**EXERCISE AIM**
There is one span to output from the data below: the lines starting at the line with "let mut found = Vec::new();" and ending at the line with "TableMode, now: i64)". Output it exactly, ends included, nothing more.

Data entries
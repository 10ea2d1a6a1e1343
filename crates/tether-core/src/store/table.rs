//! Per-table row storage

use rusqlite::types::Value as SqlValue;
use rusqlite::{params, params_from_iter, Connection, OptionalExtension};

use super::LocalStore;
use crate::codec::RowCodec;
use crate::config::TableMode;
use crate::error::{Error, Result};
use crate::filter::Filter;
use crate::models::{LocalRow, Row, SyncMeta};
use crate::schema::{quote, TableSchema};

/// Synchronous row operations on a borrowed connection.
///
/// Callers hold the store lock (or a transaction) for the whole sequence.
pub(crate) struct TableRows<'a> {
    conn: &'a Connection,
    codec: &'a RowCodec,
}

impl<'a> TableRows<'a> {
    pub(crate) const fn new(conn: &'a Connection, codec: &'a RowCodec) -> Self {
        Self { conn, codec }
    }

    pub(crate) fn schema(&self) -> &TableSchema {
        self.codec.schema()
    }

    /// Stored row at `key`, soft-deleted or not, without hydration
    pub(crate) fn get_raw(&self, key: i64) -> Result<Option<LocalRow>> {
        let mut stmt = self
            .conn
            .prepare_cached(&self.schema().statements().select_by_id)?;
        let mut rows = stmt.query(params![key])?;
        rows.next()?
            .map(|stored| self.codec.decode_raw(stored))
            .transpose()
    }

    /// Next temporary key: one below the smallest key in use, and always negative
    pub(crate) fn next_temp_key(&self) -> Result<i64> {
        let min: Option<i64> = self
            .conn
            .query_row(&self.schema().statements().select_min_id, [], |row| {
                row.get(0)
            })
            .optional()?
            .flatten();
        Ok(min.unwrap_or(0).min(0) - 1)
    }

    pub(crate) fn insert(&self, row: &Row, meta: &SyncMeta) -> Result<()> {
        let values = self.codec.encode(row, meta)?;
        self.conn.execute(
            &self.schema().statements().insert,
            params_from_iter(values.iter()),
        )?;
        Ok(())
    }

    /// Overwrite every column of the row stored at `slot`, including its key
    pub(crate) fn write_slot(&self, slot: i64, row: &Row, meta: &SyncMeta) -> Result<usize> {
        let mut values = self.codec.encode(row, meta)?;
        values.push(SqlValue::Integer(slot));
        Ok(self.conn.execute(
            &self.schema().statements().update_by_slot,
            params_from_iter(values.iter()),
        )?)
    }

    /// Move the row at `slot` to `key` without touching any other column
    pub(crate) fn move_key(&self, slot: i64, key: i64) -> Result<usize> {
        let schema = self.schema();
        let pk = quote(schema.primary_key());
        Ok(self.conn.execute(
            &format!(
                "UPDATE {} SET {pk} = ? WHERE {pk} = ?",
                quote(schema.name())
            ),
            params![key, slot],
        )?)
    }

    /// Row at `key` as just written; missing only if the write did not land
    pub(crate) fn reread(&self, key: i64) -> Result<LocalRow> {
        self.get_raw(key)?.ok_or_else(|| {
            Error::Database(format!("`{}` row {key} vanished after write", self.schema().name()))
        })
    }

    pub(crate) fn delete(&self, key: i64) -> Result<usize> {
        Ok(self
            .conn
            .execute(&self.schema().statements().delete_by_id, params![key])?)
    }

    /// Rows matching `filter`, ordered by key so pending inserts come first
    pub(crate) fn select(&self, filter: &Filter) -> Result<Vec<LocalRow>> {
        let schema = self.schema();
        let (clauses, values) = filter.to_sql(schema)?;
        let sql = format!(
            "{}{clauses} ORDER BY {}",
            schema.statements().select_base,
            quote(schema.primary_key())
        );
        let mut stmt = self.conn.prepare(&sql)?;
        let mut rows = stmt.query(params_from_iter(values.iter()))?;
        let mut found = Vec::new();
        while let Some(stored) = rows.next()? {
            found.push(self.codec.decode_raw(stored)?);
        }
        Ok(found)
    }
}

/// Async handle on one synced table inside a [`LocalStore`]
#[derive(Debug, Clone)]
pub struct TableStore {
    store: LocalStore,
    codec: RowCodec,
}

impl TableStore {
    /// Create the table if needed (or recreate it) and return a handle on it
    pub async fn open(store: LocalStore, codec: RowCodec, mode: TableMode, now: i64) -> Result<Self> {
        store.create_table(codec.schema(), mode, now).await?;
        Ok(Self { store, codec })
    }

    pub fn schema(&self) -> &TableSchema {
        self.codec.schema()
    }

    pub const fn codec(&self) -> &RowCodec {
        &self.codec
    }

    /// Run a multi-statement sequence on this table inside one transaction
    pub(crate) async fn transaction<T>(
        &self,
        f: impl FnOnce(&TableRows<'_>) -> Result<T>,
    ) -> Result<T> {
        let codec = &self.codec;
        self.store
            .transaction(|tx| f(&TableRows::new(tx, codec)))
            .await
    }

    async fn with_rows<T>(&self, f: impl FnOnce(&TableRows<'_>) -> Result<T>) -> Result<T> {
        let codec = &self.codec;
        self.store
            .with_connection(|conn| f(&TableRows::new(conn, codec)))
            .await
    }

    /// Stored row at `key`, hydrated. Soft-deleted rows are returned too.
    pub async fn get(&self, key: i64) -> Result<Option<LocalRow>> {
        let row = self.get_raw(key).await?;
        Ok(row.map(|row| self.codec.hydrate(row)))
    }

    /// Stored row at `key` as written, without hydration
    pub async fn get_raw(&self, key: i64) -> Result<Option<LocalRow>> {
        self.with_rows(|rows| rows.get_raw(key)).await
    }

    /// Hydrated rows matching `filter`; with `pending_only` only rows still
    /// waiting for a server key
    pub async fn select(&self, filter: &Filter, pending_only: bool) -> Result<Vec<LocalRow>> {
        let pk = self.schema().primary_key();
        let rows = self.with_rows(|rows| rows.select(filter)).await?;
        Ok(rows
            .into_iter()
            .filter(|row| !pending_only || row.is_unconfirmed(pk))
            .map(|row| self.codec.hydrate(row))
            .collect())
    }

    /// Store `row` under a fresh temporary key as a pending insert.
    ///
    /// The key is minted under the same lock as the insert, so concurrent
    /// callers always receive distinct keys.
    pub async fn insert_pending(&self, mut row: Row, now: i64) -> Result<LocalRow> {
        let pk = self.schema().primary_key().to_string();
        let meta = SyncMeta::pending(now);
        let stored = self
            .transaction(|rows| {
                let key = rows.next_temp_key()?;
                row.set_key(&pk, key);
                rows.insert(&row, &meta)?;
                rows.reread(key)
            })
            .await?;
        tracing::debug!(table = self.schema().name(), key = stored.key(&pk), "Stored pending insert");
        Ok(self.codec.hydrate(stored))
    }

    /// Store a server-confirmed row as clean, replacing any row at its key
    pub async fn insert_clean(&self, row: Row, now: i64) -> Result<LocalRow> {
        let key = self.require_key(&row)?;
        let meta = SyncMeta::clean(now);
        let stored = self
            .transaction(|rows| {
                rows.delete(key)?;
                rows.insert(&row, &meta)?;
                rows.reread(key)
            })
            .await?;
        Ok(self.codec.hydrate(stored))
    }

    /// Replace the whole visible row at the key of `row` and mark it modified
    pub async fn update_local(&self, row: Row, now: i64) -> Result<LocalRow> {
        let key = self.require_key(&row)?;
        let meta = SyncMeta::pending(now);
        let name = self.schema().name().to_string();
        let stored = self
            .transaction(|rows| {
                match rows.get_raw(key)? {
                    Some(existing) if !existing.meta.deleted => {}
                    _ => return Err(Error::NotFound(format!("{name} {key}"))),
                }
                rows.write_slot(key, &row, &meta)?;
                rows.reread(key)
            })
            .await?;
        Ok(self.codec.hydrate(stored))
    }

    /// Mark the row at `key` deleted and modified.
    ///
    /// Fails with `NotFound` when no visible row exists.
    pub async fn soft_delete(&self, key: i64, now: i64) -> Result<LocalRow> {
        let name = self.schema().name().to_string();
        let row = self
            .transaction(|rows| {
                let Some(mut existing) = rows.get_raw(key)?.filter(|row| !row.meta.deleted) else {
                    return Err(Error::NotFound(format!("{name} {key}")));
                };
                existing.meta = SyncMeta {
                    modified: true,
                    modified_date: now,
                    deleted: true,
                };
                rows.write_slot(key, &existing.row, &existing.meta)?;
                Ok(existing)
            })
            .await?;
        Ok(row)
    }

    /// Remove the row at `key`; returns whether a row existed
    pub async fn hard_delete(&self, key: i64) -> Result<bool> {
        let removed = self.with_rows(|rows| rows.delete(key)).await?;
        Ok(removed > 0)
    }

    /// Every row with unconfirmed local changes, as stored (no hydration)
    pub async fn modified_rows(&self) -> Result<Vec<LocalRow>> {
        let filter = Filter::new().modified();
        self.with_rows(|rows| rows.select(&filter)).await
    }

    pub async fn count_modified(&self) -> Result<usize> {
        let sql = &self.schema().statements().count_modified;
        let count: i64 = self
            .store
            .with_connection(|conn| Ok(conn.query_row(sql, [], |row| row.get(0))?))
            .await?;
        Ok(usize::try_from(count).unwrap_or_default())
    }

    /// Deletion checkpoint of this table (0 when never seeded)
    pub async fn checkpoint(&self) -> Result<i64> {
        Ok(self
            .store
            .checkpoint(self.schema().name())
            .await?
            .unwrap_or_default())
    }

    pub async fn advance_checkpoint(&self, time: i64) -> Result<i64> {
        self.store
            .advance_checkpoint(self.schema().name(), time)
            .await
    }

    fn require_key(&self, row: &Row) -> Result<i64> {
        let pk = self.schema().primary_key();
        row.key(pk).ok_or_else(|| {
            Error::InvalidInput(format!(
                "row for `{}` has no integer `{pk}`",
                self.schema().name()
            ))
        })
    }
}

**ANSWER SPACE**
        let mut found = Vec::new();
        while let Some(stored) = rows.next()? {
            found.push(self.codec.decode_raw(stored)?);
        }
        Ok(found)
    }
}

/// Async handle on one synced table inside a [`LocalStore`]
#[derive(Debug, Clone)]
pub struct TableStore {
    store: LocalStore,
    codec: RowCodec,
}

impl TableStore {
    /// Create the table if needed (or recreate it) and return a handle on it
    pub async fn open(store: LocalStore, codec: RowCodec, mode: TableMode, now: i64) -> Result<Self> {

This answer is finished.